Collected data:

....

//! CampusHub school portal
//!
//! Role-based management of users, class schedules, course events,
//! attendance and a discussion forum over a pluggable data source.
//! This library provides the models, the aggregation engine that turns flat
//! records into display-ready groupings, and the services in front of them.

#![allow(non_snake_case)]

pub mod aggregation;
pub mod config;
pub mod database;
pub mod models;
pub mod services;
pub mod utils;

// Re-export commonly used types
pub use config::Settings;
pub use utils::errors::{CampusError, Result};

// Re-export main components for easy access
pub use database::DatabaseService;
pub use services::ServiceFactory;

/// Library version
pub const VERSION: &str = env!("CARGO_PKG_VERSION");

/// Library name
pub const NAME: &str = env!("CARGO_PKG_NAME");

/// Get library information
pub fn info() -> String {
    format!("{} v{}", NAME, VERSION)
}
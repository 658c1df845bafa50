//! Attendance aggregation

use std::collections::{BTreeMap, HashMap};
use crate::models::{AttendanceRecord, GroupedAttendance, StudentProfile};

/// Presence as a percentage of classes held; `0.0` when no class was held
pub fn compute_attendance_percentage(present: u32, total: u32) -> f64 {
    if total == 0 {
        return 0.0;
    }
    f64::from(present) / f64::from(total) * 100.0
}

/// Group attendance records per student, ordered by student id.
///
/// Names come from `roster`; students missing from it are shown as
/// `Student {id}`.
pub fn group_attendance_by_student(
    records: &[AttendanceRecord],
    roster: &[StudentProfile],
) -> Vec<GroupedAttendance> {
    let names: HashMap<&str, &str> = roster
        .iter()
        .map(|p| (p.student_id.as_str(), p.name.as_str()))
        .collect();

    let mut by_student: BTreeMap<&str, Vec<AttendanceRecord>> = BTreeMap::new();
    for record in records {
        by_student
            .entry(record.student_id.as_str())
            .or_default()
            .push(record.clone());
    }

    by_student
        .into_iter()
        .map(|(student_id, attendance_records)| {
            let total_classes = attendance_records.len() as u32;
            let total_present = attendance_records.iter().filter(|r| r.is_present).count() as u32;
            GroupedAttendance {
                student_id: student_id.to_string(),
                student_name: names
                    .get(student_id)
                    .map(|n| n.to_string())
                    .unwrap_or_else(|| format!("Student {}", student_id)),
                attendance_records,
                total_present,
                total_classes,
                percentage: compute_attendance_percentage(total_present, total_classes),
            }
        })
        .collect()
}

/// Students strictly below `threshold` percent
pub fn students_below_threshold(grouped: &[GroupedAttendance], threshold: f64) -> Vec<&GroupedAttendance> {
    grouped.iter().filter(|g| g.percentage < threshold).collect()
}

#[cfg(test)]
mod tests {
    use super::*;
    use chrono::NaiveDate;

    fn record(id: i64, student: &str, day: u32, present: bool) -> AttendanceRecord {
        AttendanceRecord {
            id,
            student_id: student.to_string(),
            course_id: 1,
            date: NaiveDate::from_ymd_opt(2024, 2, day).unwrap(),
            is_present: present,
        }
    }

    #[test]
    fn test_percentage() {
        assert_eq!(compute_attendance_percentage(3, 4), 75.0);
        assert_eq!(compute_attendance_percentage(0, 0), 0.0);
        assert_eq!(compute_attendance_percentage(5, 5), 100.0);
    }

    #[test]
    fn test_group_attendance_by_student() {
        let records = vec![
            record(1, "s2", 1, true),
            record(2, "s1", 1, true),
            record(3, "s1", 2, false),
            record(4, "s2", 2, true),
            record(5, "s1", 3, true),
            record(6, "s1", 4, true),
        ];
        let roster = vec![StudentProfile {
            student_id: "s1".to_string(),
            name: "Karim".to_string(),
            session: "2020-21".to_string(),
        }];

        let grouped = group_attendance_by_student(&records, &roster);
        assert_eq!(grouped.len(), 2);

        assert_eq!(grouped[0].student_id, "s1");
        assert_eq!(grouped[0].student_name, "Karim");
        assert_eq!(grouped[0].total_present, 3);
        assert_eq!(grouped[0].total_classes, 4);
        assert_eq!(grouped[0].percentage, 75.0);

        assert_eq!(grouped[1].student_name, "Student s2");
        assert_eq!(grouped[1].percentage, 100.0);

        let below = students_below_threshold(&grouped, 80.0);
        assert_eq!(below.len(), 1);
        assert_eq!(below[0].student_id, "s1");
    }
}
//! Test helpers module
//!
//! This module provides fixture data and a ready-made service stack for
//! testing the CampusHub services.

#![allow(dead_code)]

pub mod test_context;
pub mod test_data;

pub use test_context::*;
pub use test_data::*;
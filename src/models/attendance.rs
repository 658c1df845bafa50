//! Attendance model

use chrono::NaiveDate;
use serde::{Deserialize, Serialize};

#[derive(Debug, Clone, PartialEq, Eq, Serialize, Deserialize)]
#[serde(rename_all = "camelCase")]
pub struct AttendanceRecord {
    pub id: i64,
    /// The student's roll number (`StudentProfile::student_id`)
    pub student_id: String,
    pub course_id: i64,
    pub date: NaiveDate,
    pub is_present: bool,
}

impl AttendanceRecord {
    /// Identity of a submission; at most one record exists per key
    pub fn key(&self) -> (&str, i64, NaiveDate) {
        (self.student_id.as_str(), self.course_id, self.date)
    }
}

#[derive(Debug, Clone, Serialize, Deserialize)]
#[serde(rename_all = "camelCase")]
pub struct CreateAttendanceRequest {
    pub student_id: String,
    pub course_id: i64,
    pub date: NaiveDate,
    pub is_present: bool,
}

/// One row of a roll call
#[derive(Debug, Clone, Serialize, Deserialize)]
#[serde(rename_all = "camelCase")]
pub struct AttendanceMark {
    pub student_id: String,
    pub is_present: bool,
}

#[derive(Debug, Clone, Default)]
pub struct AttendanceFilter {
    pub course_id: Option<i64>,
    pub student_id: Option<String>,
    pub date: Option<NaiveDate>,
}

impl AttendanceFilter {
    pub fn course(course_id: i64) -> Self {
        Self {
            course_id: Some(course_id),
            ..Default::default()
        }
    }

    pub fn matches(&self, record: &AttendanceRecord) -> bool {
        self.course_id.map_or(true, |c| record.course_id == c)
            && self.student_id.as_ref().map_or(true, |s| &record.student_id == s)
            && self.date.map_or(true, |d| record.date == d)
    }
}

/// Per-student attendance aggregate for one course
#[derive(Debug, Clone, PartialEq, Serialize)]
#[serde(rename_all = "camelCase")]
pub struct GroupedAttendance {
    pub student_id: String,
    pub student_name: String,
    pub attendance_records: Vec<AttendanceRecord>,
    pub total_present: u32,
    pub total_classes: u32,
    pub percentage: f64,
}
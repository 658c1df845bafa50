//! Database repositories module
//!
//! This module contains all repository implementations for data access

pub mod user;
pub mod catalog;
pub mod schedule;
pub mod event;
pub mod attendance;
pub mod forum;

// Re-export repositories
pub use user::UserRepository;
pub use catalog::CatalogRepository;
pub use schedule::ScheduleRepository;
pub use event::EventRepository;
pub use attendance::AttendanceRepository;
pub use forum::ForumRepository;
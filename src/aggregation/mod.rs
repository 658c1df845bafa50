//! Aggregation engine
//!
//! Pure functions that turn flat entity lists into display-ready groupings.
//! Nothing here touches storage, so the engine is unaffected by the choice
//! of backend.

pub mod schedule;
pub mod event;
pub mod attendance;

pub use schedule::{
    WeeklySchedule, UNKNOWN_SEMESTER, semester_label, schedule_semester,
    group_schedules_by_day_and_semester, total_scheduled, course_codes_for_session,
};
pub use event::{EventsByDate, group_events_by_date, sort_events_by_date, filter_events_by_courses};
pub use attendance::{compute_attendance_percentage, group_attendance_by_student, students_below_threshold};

....

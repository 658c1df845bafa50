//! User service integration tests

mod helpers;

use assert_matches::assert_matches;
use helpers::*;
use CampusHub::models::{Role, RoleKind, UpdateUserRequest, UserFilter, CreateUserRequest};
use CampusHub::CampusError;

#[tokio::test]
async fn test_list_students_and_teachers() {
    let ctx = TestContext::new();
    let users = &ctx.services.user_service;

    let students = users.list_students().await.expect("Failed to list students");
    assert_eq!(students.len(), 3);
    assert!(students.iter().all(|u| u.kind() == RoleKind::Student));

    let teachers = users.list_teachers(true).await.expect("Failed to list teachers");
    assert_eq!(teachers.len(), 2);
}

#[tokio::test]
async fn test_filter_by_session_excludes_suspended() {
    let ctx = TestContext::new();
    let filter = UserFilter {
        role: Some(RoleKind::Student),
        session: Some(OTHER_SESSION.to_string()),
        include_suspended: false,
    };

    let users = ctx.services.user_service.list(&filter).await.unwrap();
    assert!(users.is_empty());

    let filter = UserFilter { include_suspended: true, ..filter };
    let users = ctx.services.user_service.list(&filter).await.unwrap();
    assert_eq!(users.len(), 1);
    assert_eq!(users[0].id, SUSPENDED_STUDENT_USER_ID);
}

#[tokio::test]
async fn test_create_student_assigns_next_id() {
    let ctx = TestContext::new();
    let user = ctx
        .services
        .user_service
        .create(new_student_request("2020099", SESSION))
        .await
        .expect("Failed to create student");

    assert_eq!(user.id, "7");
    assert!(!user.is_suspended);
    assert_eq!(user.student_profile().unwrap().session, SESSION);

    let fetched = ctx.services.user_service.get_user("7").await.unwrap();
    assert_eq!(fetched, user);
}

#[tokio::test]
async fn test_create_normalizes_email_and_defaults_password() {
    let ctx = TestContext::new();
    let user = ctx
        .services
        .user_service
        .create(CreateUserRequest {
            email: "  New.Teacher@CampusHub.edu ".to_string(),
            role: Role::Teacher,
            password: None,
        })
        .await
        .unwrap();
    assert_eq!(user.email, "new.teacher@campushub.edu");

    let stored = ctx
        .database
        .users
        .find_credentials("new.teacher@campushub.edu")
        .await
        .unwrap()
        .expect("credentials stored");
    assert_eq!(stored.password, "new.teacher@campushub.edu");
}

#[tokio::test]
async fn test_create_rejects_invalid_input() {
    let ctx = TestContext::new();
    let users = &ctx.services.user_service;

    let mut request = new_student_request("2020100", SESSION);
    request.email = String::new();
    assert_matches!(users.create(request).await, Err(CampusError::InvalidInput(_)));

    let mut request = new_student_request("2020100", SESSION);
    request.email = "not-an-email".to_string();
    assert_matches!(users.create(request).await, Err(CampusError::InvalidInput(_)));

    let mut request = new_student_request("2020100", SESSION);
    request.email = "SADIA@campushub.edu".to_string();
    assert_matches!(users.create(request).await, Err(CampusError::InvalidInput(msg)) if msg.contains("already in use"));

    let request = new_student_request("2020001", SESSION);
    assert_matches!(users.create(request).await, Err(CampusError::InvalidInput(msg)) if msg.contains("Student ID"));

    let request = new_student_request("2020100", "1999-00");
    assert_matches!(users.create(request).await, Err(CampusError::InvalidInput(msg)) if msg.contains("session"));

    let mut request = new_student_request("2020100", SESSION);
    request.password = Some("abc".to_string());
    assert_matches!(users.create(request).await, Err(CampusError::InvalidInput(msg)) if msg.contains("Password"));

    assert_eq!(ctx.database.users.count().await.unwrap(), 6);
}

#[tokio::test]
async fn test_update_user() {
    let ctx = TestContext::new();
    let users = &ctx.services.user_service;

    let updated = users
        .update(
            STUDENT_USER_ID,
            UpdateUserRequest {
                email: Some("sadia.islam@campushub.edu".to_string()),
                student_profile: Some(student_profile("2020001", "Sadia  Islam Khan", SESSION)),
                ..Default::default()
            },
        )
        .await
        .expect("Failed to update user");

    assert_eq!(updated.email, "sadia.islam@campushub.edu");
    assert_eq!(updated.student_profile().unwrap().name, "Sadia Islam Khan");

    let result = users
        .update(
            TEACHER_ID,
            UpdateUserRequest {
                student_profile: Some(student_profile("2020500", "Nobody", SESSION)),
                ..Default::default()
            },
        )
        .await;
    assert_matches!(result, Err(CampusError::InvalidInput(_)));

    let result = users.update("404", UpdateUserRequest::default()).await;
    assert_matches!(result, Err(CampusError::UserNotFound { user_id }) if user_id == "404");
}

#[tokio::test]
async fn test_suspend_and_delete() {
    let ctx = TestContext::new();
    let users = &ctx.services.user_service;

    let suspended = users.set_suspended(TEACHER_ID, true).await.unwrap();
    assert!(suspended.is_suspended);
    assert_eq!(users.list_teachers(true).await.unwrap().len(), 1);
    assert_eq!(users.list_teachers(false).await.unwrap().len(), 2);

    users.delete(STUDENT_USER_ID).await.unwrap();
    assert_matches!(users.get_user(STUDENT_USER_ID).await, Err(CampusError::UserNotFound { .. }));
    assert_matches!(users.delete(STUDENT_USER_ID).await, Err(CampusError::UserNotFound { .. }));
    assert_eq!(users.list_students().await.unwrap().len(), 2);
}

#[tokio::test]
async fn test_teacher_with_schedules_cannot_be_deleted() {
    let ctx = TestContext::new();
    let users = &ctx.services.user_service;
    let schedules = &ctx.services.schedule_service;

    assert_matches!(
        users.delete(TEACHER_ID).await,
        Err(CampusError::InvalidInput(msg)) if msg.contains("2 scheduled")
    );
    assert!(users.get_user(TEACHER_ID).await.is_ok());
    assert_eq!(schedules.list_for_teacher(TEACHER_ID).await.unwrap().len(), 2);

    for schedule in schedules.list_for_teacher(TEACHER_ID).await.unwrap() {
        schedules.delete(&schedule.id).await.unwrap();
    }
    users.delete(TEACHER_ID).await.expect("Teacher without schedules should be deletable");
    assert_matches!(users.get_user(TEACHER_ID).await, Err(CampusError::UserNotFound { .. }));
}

....

- WHAT THE TASK REQUIRES -
Using the records above, restate word for word the lines from the one with "CampusHub school portal" through the one with "that turns flat", both included.

- RESULT FOR THIS TASK -
//! CampusHub school portal
//!
//! Role-based management of users, class schedules, course events,
//! attendance and a discussion forum over a pluggable data source.
//! This library provides the models, the aggregation engine that turns flat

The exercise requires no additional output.